Collected data entries:
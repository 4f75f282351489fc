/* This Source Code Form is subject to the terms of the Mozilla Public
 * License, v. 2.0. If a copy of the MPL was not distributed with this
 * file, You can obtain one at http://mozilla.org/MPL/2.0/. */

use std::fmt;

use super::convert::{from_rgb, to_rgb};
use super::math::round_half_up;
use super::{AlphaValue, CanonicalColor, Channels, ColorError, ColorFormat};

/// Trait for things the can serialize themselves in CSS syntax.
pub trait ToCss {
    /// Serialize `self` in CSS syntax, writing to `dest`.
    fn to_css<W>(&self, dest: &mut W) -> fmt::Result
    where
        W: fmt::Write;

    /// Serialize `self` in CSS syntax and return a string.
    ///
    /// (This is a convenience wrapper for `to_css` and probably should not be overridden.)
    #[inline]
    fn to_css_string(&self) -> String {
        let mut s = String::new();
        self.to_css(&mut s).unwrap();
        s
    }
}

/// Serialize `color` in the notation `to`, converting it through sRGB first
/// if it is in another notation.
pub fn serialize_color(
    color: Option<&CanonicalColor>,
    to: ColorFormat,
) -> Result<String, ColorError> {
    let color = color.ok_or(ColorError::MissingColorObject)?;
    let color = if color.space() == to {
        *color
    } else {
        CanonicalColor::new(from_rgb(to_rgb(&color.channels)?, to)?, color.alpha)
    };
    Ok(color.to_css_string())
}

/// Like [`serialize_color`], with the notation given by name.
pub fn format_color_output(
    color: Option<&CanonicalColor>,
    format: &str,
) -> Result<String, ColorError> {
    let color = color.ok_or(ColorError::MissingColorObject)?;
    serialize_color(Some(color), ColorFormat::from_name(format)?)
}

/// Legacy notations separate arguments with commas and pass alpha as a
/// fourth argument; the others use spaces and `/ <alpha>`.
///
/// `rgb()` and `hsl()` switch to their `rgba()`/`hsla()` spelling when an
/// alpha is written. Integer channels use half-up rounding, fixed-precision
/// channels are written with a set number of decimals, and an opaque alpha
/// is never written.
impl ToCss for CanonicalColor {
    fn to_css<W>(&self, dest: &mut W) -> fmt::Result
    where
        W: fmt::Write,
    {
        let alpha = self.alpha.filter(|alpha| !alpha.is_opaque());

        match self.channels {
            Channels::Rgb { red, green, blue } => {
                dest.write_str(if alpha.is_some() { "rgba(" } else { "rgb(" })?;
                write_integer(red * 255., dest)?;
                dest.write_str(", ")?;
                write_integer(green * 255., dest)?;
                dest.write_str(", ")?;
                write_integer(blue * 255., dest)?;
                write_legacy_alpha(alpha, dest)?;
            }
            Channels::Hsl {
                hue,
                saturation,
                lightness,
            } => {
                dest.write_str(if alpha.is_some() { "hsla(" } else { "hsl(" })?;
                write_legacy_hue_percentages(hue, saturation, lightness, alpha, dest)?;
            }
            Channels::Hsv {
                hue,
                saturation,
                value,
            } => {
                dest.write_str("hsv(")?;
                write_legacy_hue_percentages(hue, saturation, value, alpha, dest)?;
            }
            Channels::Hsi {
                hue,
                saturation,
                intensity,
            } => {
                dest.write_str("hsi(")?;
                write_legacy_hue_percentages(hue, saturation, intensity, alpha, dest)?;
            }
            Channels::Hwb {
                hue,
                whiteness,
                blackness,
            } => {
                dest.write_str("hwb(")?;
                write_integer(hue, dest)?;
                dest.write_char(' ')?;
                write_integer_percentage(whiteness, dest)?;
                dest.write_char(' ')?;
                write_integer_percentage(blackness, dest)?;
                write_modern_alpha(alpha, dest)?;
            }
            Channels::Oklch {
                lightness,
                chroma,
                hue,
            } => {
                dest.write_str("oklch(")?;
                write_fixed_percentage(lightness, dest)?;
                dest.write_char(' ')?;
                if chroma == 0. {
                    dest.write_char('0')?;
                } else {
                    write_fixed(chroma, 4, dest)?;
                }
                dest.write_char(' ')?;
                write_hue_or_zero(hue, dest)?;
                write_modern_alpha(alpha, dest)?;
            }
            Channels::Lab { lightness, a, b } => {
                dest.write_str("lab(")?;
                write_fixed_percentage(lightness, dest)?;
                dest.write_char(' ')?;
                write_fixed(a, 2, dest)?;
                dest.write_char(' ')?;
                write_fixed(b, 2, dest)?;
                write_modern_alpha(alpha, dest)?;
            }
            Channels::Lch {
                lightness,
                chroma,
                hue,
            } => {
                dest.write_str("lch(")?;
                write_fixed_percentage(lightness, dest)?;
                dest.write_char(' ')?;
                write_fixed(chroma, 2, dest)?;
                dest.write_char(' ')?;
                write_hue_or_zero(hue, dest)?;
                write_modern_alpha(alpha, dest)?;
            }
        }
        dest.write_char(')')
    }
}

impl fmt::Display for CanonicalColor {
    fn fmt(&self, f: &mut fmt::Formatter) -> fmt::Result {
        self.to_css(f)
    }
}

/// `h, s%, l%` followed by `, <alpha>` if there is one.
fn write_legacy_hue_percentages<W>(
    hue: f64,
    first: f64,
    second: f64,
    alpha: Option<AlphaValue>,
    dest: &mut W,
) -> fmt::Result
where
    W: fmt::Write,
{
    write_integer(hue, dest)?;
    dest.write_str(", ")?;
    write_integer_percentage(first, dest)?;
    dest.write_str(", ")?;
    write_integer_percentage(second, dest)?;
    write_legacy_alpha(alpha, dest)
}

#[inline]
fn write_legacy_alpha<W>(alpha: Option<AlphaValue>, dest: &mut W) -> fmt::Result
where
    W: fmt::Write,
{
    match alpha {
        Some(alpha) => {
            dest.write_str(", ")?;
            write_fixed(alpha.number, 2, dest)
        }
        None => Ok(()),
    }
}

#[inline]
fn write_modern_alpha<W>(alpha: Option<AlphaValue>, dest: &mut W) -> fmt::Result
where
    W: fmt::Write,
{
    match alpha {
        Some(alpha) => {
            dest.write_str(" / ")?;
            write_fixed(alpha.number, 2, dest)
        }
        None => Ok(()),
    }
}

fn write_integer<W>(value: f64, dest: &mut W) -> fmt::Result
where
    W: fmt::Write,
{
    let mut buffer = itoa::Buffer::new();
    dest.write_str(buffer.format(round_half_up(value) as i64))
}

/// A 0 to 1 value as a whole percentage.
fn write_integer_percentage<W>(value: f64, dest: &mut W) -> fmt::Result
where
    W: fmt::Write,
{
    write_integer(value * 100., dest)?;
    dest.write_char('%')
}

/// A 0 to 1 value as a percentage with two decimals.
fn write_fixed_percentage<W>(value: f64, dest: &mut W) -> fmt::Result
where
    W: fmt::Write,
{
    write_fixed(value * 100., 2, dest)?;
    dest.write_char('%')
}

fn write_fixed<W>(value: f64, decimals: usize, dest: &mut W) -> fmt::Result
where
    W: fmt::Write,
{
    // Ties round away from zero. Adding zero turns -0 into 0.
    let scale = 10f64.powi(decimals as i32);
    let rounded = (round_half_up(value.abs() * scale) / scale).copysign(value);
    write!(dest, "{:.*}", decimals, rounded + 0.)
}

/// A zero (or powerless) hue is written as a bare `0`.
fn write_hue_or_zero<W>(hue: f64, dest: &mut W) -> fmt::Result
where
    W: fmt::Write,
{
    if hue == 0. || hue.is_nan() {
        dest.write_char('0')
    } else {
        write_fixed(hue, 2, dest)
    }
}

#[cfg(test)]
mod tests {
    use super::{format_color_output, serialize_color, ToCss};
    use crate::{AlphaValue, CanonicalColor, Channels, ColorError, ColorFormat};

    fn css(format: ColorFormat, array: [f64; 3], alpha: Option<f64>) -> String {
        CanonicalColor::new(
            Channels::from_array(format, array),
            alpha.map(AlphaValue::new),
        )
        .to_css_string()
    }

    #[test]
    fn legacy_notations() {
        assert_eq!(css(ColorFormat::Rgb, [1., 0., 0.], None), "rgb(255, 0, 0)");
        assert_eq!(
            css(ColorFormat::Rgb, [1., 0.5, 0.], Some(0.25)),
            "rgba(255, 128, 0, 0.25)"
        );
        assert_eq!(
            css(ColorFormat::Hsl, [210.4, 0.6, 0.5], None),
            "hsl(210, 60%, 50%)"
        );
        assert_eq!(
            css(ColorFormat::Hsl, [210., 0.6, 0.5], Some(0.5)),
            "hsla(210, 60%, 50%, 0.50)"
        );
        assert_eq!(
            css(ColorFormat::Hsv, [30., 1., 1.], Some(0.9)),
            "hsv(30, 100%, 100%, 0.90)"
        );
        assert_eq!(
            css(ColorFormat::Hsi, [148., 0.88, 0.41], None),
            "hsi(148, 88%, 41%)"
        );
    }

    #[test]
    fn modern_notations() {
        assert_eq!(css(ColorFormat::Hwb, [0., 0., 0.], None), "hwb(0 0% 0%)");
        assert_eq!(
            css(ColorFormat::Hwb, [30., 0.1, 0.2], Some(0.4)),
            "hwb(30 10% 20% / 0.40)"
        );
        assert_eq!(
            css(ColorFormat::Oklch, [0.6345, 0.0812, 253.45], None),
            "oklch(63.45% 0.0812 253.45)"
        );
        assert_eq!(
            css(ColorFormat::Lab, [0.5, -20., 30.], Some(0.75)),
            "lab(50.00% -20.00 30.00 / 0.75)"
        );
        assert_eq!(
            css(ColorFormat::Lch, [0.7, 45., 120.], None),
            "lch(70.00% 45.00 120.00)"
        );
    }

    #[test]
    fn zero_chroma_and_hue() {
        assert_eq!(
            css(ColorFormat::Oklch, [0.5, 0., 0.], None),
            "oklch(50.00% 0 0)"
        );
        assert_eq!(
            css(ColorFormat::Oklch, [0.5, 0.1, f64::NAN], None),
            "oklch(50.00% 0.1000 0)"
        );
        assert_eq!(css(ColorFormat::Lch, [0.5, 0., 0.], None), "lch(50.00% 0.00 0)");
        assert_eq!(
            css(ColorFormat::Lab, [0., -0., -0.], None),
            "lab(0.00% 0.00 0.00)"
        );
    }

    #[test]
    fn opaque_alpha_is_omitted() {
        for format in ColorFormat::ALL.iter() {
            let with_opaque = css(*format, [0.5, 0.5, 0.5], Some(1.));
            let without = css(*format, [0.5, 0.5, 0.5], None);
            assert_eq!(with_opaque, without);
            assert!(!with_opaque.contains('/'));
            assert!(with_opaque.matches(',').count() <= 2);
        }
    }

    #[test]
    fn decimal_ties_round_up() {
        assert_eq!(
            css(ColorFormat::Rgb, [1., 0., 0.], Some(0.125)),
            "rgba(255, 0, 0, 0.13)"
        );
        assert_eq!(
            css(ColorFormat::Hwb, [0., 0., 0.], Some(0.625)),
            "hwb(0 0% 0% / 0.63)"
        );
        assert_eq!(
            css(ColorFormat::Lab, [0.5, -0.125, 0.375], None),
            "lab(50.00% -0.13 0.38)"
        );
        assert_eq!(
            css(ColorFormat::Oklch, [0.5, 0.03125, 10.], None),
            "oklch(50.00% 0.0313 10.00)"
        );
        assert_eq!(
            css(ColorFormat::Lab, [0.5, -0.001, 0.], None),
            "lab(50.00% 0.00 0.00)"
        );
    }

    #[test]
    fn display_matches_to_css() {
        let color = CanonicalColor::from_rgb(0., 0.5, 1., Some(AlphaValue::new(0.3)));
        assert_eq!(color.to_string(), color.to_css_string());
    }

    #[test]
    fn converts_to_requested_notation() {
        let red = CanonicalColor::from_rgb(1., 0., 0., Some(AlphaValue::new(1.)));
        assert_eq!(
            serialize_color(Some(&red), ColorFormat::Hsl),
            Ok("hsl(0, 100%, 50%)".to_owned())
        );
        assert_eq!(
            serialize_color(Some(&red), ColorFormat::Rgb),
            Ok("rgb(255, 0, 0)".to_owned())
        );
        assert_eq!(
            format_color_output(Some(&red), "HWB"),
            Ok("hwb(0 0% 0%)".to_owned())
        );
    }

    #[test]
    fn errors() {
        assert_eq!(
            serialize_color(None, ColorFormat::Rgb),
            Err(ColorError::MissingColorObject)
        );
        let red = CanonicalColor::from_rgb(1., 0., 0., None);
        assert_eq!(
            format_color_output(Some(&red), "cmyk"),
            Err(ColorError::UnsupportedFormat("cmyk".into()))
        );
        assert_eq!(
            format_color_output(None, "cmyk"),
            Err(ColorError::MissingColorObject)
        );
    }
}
---
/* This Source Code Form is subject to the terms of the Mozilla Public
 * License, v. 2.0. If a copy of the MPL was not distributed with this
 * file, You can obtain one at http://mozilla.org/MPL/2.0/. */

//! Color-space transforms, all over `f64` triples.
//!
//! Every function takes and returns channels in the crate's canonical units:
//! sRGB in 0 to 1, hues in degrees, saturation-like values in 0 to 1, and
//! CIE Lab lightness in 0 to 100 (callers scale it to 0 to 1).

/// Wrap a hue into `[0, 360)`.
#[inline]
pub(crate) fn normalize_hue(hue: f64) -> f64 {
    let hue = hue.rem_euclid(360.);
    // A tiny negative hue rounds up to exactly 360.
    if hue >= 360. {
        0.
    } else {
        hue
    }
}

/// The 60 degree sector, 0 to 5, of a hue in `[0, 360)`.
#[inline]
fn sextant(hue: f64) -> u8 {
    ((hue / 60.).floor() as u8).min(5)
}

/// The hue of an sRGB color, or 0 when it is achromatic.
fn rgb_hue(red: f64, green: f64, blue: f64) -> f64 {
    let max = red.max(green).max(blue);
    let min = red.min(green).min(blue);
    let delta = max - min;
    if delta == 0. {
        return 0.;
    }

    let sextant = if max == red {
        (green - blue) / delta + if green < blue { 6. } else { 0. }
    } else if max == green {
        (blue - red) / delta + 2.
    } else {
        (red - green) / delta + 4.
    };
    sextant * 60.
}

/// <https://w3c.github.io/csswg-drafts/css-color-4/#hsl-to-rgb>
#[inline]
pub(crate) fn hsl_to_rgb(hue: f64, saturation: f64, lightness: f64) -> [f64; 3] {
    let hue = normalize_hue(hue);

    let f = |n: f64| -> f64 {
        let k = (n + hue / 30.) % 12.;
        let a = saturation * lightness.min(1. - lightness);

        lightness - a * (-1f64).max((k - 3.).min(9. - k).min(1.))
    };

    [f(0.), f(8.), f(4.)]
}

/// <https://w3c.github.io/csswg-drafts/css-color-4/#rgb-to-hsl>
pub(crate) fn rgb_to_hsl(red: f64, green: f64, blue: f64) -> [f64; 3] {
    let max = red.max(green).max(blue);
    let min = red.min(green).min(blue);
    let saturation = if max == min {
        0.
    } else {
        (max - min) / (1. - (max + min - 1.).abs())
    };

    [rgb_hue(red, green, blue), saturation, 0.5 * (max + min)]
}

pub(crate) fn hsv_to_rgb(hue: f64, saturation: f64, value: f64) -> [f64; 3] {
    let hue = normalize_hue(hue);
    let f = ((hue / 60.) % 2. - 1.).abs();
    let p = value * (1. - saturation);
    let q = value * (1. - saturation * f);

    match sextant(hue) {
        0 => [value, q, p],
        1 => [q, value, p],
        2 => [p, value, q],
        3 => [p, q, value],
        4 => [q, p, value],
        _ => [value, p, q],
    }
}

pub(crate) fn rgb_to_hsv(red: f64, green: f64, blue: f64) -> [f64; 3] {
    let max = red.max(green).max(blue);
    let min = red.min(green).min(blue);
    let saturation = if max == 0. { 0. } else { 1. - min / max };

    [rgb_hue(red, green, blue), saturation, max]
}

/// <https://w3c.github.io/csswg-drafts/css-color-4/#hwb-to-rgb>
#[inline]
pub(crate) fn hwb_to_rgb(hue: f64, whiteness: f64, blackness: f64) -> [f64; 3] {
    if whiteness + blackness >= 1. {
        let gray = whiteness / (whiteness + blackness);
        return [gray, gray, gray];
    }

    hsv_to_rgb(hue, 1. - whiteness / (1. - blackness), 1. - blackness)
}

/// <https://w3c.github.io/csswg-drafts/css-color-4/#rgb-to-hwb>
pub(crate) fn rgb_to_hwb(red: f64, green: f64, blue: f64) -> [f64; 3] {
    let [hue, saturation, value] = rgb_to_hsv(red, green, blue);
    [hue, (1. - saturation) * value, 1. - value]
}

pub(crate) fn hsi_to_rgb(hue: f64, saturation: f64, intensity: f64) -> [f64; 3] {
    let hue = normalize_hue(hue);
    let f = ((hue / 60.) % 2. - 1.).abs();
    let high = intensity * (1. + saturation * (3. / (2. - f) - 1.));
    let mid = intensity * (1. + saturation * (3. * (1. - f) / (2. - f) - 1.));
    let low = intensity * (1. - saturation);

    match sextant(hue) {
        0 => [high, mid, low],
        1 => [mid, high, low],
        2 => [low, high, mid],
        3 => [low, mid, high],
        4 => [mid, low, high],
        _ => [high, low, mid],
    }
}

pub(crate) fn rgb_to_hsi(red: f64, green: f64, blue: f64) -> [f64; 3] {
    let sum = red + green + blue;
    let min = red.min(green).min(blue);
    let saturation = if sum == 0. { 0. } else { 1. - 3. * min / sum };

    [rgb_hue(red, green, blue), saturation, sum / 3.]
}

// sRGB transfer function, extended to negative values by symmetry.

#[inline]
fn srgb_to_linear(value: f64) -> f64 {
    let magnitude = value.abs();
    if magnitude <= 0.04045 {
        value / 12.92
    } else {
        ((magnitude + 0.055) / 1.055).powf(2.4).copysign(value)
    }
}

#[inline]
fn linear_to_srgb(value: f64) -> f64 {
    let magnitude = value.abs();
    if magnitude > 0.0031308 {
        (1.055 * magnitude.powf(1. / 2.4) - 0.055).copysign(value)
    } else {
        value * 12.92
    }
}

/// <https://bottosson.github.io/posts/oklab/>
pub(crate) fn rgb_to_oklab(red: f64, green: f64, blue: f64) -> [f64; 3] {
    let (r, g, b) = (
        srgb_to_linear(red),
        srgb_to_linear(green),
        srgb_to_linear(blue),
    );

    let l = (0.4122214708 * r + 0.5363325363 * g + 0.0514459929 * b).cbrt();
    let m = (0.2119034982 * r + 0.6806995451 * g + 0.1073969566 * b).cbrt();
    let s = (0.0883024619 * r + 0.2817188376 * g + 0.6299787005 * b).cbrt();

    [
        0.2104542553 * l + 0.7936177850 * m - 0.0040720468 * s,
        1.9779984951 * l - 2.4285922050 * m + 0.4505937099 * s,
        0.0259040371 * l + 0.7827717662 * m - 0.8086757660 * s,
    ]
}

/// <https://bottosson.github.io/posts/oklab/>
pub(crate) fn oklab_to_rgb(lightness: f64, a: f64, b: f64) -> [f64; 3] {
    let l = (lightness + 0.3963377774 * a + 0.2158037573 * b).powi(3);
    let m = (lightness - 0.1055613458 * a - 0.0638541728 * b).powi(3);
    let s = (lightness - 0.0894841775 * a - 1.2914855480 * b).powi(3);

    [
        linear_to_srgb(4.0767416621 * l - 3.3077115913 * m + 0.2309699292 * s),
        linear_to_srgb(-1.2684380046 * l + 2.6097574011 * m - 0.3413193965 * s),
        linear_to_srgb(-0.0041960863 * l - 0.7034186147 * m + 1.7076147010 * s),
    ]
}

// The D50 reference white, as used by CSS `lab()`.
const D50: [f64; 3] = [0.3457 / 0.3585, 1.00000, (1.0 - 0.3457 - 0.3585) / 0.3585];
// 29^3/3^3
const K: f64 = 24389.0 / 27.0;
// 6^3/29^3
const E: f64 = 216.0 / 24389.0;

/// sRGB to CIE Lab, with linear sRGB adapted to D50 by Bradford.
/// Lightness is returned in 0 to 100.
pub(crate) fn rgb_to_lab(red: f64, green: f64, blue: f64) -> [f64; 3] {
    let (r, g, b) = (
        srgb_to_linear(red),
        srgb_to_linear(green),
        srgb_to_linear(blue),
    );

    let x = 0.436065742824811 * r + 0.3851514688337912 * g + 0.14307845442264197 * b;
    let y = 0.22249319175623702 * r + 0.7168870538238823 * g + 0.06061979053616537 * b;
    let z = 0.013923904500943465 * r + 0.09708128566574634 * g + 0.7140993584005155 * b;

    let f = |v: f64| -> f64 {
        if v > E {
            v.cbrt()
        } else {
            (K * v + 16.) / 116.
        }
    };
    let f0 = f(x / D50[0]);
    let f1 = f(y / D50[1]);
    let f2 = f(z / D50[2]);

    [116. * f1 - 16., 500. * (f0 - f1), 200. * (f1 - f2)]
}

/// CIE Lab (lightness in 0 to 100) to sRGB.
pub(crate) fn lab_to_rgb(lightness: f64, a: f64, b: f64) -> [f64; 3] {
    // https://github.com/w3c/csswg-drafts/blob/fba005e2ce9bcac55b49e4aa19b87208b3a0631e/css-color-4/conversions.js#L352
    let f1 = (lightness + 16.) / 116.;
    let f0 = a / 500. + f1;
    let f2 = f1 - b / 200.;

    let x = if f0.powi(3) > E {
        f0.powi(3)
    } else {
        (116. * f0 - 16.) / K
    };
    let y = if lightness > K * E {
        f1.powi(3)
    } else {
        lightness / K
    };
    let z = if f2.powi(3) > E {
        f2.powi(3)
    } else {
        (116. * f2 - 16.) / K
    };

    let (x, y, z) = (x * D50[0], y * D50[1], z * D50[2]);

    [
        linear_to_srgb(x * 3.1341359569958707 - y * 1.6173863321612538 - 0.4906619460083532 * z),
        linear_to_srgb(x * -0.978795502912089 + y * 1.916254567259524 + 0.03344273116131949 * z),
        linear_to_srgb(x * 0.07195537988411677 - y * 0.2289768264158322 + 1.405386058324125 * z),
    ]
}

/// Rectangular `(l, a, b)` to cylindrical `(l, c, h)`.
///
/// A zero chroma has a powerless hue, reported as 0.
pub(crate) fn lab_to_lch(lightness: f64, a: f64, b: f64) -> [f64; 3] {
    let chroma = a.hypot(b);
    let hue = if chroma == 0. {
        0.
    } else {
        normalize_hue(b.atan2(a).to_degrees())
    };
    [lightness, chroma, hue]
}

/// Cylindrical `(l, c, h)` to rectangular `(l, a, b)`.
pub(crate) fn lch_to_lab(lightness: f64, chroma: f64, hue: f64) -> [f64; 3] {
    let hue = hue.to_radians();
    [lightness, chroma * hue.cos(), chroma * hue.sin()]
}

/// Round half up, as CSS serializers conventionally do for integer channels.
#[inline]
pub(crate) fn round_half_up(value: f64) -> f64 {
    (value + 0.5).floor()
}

- ACTIVITY
Find the number of lines in the records that include the word "decimals". Write only that number.

- EXERCISE RESULT
5